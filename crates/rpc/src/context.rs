//! Wires the typed method table to the execution engine and storage
//! layer: one `RpcContext` per server process, shared across connections.

use std::sync::Arc;
use std::time::{SystemTime, UNIX_EPOCH};

use serde_json::Value;

use edgegraph_exec::Executor;
use edgegraph_index::TripleIndexer;
use edgegraph_planner::Planner;
use edgegraph_query as query;
use edgegraph_types::{EntityId, Predicate, Triple, TxIdGenerator};

use crate::error::{RpcError, RpcErrorCode};
use crate::methods::{
    typed_value_to_json, BatchExecuteArgs, BatchGetArgs, BatchOperation, BatchResult, CreateEntityArgs, DeleteEntityArgs,
    EntityInput, EntityView, FtsSearchArgs, GeoSearchArgs, GetEntityArgs, PathTraverseArgs, QueryArgs, ReverseTraverseArgs,
    RpcMethod, TraverseArgs, UpdateEntityArgs, VectorSearchArgs,
};

fn now_ms() -> u64 {
    SystemTime::now().duration_since(UNIX_EPOCH).expect("system clock is before the epoch").as_millis() as u64
}

pub struct RpcContext {
    executor: Executor,
    planner: Planner,
    tx_gen: TxIdGenerator,
    index: Arc<TripleIndexer>,
}

impl RpcContext {
    pub fn new(executor: Executor, planner: Planner, index: Arc<TripleIndexer>) -> Self {
        Self { executor, planner, tx_gen: TxIdGenerator::new(), index }
    }

    pub fn executor(&self) -> &Executor {
        &self.executor
    }

    /// The typed-method-table entry point: parses `method`, deserializes
    /// `args` into that method's argument struct, and dispatches.
    pub async fn dispatch(&self, method: &str, args: Value) -> Result<Value, RpcError> {
        let method = RpcMethod::parse(method).ok_or_else(|| RpcError::unknown_method(method))?;
        match method {
            RpcMethod::GetEntity => self.get_entity(parse_args(args)?).await,
            RpcMethod::CreateEntity => self.create_entity(parse_args(args)?).await,
            RpcMethod::UpdateEntity => self.update_entity(parse_args(args)?).await,
            RpcMethod::DeleteEntity => self.delete_entity(parse_args(args)?).await,
            RpcMethod::Traverse => self.traverse(parse_args(args)?).await,
            RpcMethod::ReverseTraverse => self.reverse_traverse(parse_args(args)?).await,
            RpcMethod::PathTraverse => self.path_traverse(parse_args(args)?).await,
            RpcMethod::Query => self.query(parse_args(args)?).await,
            RpcMethod::BatchGet => self.batch_get(parse_args(args)?).await,
            RpcMethod::BatchCreate => self.batch_create(parse_args(args)?).await,
            RpcMethod::BatchExecute => self.batch_execute(parse_args(args)?).await,
            RpcMethod::FtsSearch => self.fts_search(parse_args(args)?).await,
            RpcMethod::VectorSearch => self.vector_search(parse_args(args)?).await,
            RpcMethod::GeoSearch => self.geo_search(parse_args(args)?).await,
        }
    }

    async fn get_entity(&self, args: GetEntityArgs) -> Result<Value, RpcError> {
        let id = EntityId::parse(args.id)?;
        let triples = self.executor.lookup(&id).await?.ok_or_else(|| RpcError::not_found("entity not found"))?;
        Ok(serde_json::to_value(entity_view(&id, &triples))?)
    }

    async fn create_entity(&self, args: CreateEntityArgs) -> Result<Value, RpcError> {
        let view = self.put_entity(args.entity).await?;
        Ok(serde_json::to_value(view)?)
    }

    async fn put_entity(&self, entity: EntityInput) -> Result<EntityView, RpcError> {
        let id = EntityId::parse(entity.id)?;
        let handle = self.executor.router().handle_for(&id)?;
        let timestamp = now_ms();
        for (key, value) in &entity.properties {
            let predicate = Predicate::parse(key.clone())?;
            let object = crate::methods::json_to_typed_value(value)?;
            let triple = Triple { subject: id.clone(), predicate, object, timestamp, tx_id: self.tx_gen.next(timestamp) };
            handle.shard().insert(triple).await?;
        }
        handle.register(&id);
        let triples = handle.shard().get_subject(&id);
        Ok(entity_view(&id, &triples))
    }

    async fn update_entity(&self, args: UpdateEntityArgs) -> Result<Value, RpcError> {
        let id = EntityId::parse(args.id)?;
        let handle = self.executor.router().handle_for(&id)?;
        let timestamp = now_ms();
        for (key, value) in &args.props {
            let predicate = Predicate::parse(key.clone())?;
            let object = crate::methods::json_to_typed_value(value)?;
            handle.shard().update(id.clone(), predicate, object, self.tx_gen.next(timestamp), timestamp).await?;
        }
        handle.register(&id);
        let triples = handle.shard().get_subject(&id);
        Ok(serde_json::to_value(entity_view(&id, &triples))?)
    }

    async fn delete_entity(&self, args: DeleteEntityArgs) -> Result<Value, RpcError> {
        let id = EntityId::parse(args.id)?;
        let handle = self.executor.router().handle_for(&id)?;
        let timestamp = now_ms();
        handle.shard().delete_entity(&id, self.tx_gen.next(timestamp), timestamp).await?;
        Ok(serde_json::json!({ "deleted": true }))
    }

    async fn traverse(&self, args: TraverseArgs) -> Result<Value, RpcError> {
        let start = EntityId::parse(args.start_id)?;
        let triples = self.executor.lookup(&start).await?.ok_or_else(|| RpcError::not_found("start entity not found"))?;
        let mut refs = self.executor.refs_for_predicate(&[(start, triples)], &args.predicate);
        if let Some(max_refs) = args.options.max_refs {
            refs.truncate(max_refs);
        }
        let frontier = self.executor.fetch_multi(&refs).await?;
        Ok(Value::Array(frontier.iter().map(|(id, triples)| serde_json::to_value(entity_view(id, triples)).unwrap_or(Value::Null)).collect()))
    }

    async fn reverse_traverse(&self, args: ReverseTraverseArgs) -> Result<Value, RpcError> {
        let target = EntityId::parse(args.target_id)?;
        let triples = self.executor.lookup(&target).await?.ok_or_else(|| RpcError::not_found("target entity not found"))?;
        let mut frontier = self.executor.reverse_traverse(&[(target, triples)], &args.predicate).await?;
        if let Some(max_refs) = args.options.max_refs {
            frontier.truncate(max_refs);
        }
        Ok(Value::Array(frontier.iter().map(|(id, triples)| serde_json::to_value(entity_view(id, triples)).unwrap_or(Value::Null)).collect()))
    }

    async fn path_traverse(&self, args: PathTraverseArgs) -> Result<Value, RpcError> {
        let start = EntityId::parse(args.start_id)?;
        let start_triples = self.executor.lookup(&start).await?.ok_or_else(|| RpcError::not_found("start entity not found"))?;
        let mut frontier = vec![(start, start_triples)];
        for predicate in &args.path {
            let mut refs = self.executor.refs_for_predicate(&frontier, predicate);
            if let Some(max_refs) = args.options.max_refs {
                refs.truncate(max_refs);
            }
            frontier = self.executor.fetch_multi(&refs).await?;
            if frontier.is_empty() {
                return Ok(Value::Array(Vec::new()));
            }
        }
        Ok(Value::Array(frontier.iter().map(|(id, triples)| serde_json::to_value(entity_view(id, triples)).unwrap_or(Value::Null)).collect()))
    }

    async fn query(&self, args: QueryArgs) -> Result<Value, RpcError> {
        let parsed = query::parse(&args.query_string)?;
        let plan = self.planner.plan(&parsed)?;
        let result = self.executor.execute(&plan).await?;
        Ok(exec_value_to_json(&result))
    }

    async fn batch_get(&self, args: BatchGetArgs) -> Result<Value, RpcError> {
        let mut result = BatchResult::default();
        for raw_id in args.ids {
            match self.get_entity(GetEntityArgs { id: raw_id }).await {
                Ok(value) => result.push_ok(value),
                Err(err) => result.push_err(err),
            }
        }
        Ok(serde_json::to_value(result)?)
    }

    async fn batch_create(&self, args: BatchCreateArgsAdapter) -> Result<Value, RpcError> {
        let mut result = BatchResult::default();
        for entity in args.entities {
            match self.put_entity(entity).await {
                Ok(view) => result.push_ok(serde_json::to_value(view)?),
                Err(err) => result.push_err(err),
            }
        }
        Ok(serde_json::to_value(result)?)
    }

    async fn batch_execute(&self, args: BatchExecuteArgs) -> Result<Value, RpcError> {
        let mut result = BatchResult::default();
        for op in args.operations {
            let outcome = match op {
                BatchOperation::Get { id } => self.get_entity(GetEntityArgs { id }).await,
                BatchOperation::Create { entity } => self.create_entity(CreateEntityArgs { entity }).await,
                BatchOperation::Update { id, props } => self.update_entity(UpdateEntityArgs { id, props }).await,
                BatchOperation::Delete { id } => self.delete_entity(DeleteEntityArgs { id }).await,
            };
            match outcome {
                Ok(value) => result.push_ok(value),
                Err(err) => result.push_err(err),
            }
        }
        Ok(serde_json::to_value(result)?)
    }
    /// C6 read path: prefix full-text search, scoped to one predicate or
    /// across every initialized one (spec §4.6).
    async fn fts_search(&self, args: FtsSearchArgs) -> Result<Value, RpcError> {
        let hits = self.index.fts().search(&args.query, args.predicate.as_deref())?;
        Ok(Value::Array(hits.iter().map(|id| Value::String(id.as_str().to_string())).collect()))
    }

    /// C6 read path: approximate k-nearest-neighbor search against one
    /// predicate's HNSW index.
    async fn vector_search(&self, args: VectorSearchArgs) -> Result<Value, RpcError> {
        let index = self
            .index
            .vector_index(&args.predicate)
            .ok_or_else(|| RpcError::not_found("no vector index for this predicate"))?;
        let hits = index.search(&args.query, args.k, args.ef).await?;
        Ok(Value::Array(
            hits.iter().map(|(id, distance)| serde_json::json!({ "id": id.as_str(), "distance": distance })).collect(),
        ))
    }

    /// C6 read path: bounding-box or nearest-k search against the geo
    /// index's `GEO_POINT` values (spec §4.6's point-only query surface).
    async fn geo_search(&self, args: GeoSearchArgs) -> Result<Value, RpcError> {
        match args {
            GeoSearchArgs::Bbox { min_lat, min_lng, max_lat, max_lng } => {
                let hits = self.index.geo().query_bbox(min_lat, min_lng, max_lat, max_lng);
                Ok(Value::Array(hits.iter().map(|id| Value::String(id.as_str().to_string())).collect()))
            }
            GeoSearchArgs::Nearest { lat, lng, k } => {
                let hits = self.index.geo().nearest_k(lat, lng, k);
                Ok(Value::Array(
                    hits.iter()
                        .map(|(id, meters)| serde_json::json!({ "id": id.as_str(), "distanceMeters": meters }))
                        .collect(),
                ))
            }
        }
    }
}

/// `BatchCreateArgs` re-exposed under a name that doesn't collide with the
/// `entities: Vec<EntityInput>` field destructure above.
type BatchCreateArgsAdapter = crate::methods::BatchCreateArgs;

fn parse_args<T: serde::de::DeserializeOwned>(args: Value) -> Result<T, RpcError> {
    serde_json::from_value(args).map_err(|e| RpcError::new(RpcErrorCode::MissingParameter, "missing or malformed arguments").with_details(e.to_string()))
}

fn entity_view(id: &EntityId, triples: &[Triple]) -> EntityView {
    let mut properties = serde_json::Map::with_capacity(triples.len());
    for triple in triples {
        properties.insert(triple.predicate.as_str().to_string(), typed_value_to_json(&triple.object));
    }
    EntityView { id: id.as_str().to_string(), properties }
}

fn exec_value_to_json(value: &edgegraph_exec::ExecValue) -> Value {
    use edgegraph_exec::ExecValue;
    match value {
        ExecValue::Null => Value::Null,
        ExecValue::Scalar(v) => typed_value_to_json(v),
        ExecValue::List(items) => Value::Array(items.iter().map(exec_value_to_json).collect()),
        ExecValue::Entity { id, fields, triples } => {
            let mut out = serde_json::Map::new();
            out.insert("id".to_string(), Value::String(id.as_str().to_string()));
            if fields.is_empty() {
                out.insert("properties".to_string(), Value::Object(entity_view(id, triples).properties));
            } else {
                for (name, value) in fields {
                    out.insert(name.clone(), exec_value_to_json(value));
                }
            }
            Value::Object(out)
        }
    }
}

[TASK STATEMENT] The required output is the stretch of entries above from the line containing "field destructure above." through the line containing "let mut properties", reproduced exactly.

[RESPONSE AREA]
/// `entities: Vec<EntityInput>` field destructure above.
type BatchCreateArgsAdapter = crate::methods::BatchCreateArgs;

fn parse_args<T: serde::de::DeserializeOwned>(args: Value) -> Result<T, RpcError> {
    serde_json::from_value(args).map_err(|e| RpcError::new(RpcErrorCode::MissingParameter, "missing or malformed arguments").with_details(e.to_string()))
}

fn entity_view(id: &EntityId, triples: &[Triple]) -> EntityView {
    let mut properties = serde_json::Map::with_capacity(triples.len());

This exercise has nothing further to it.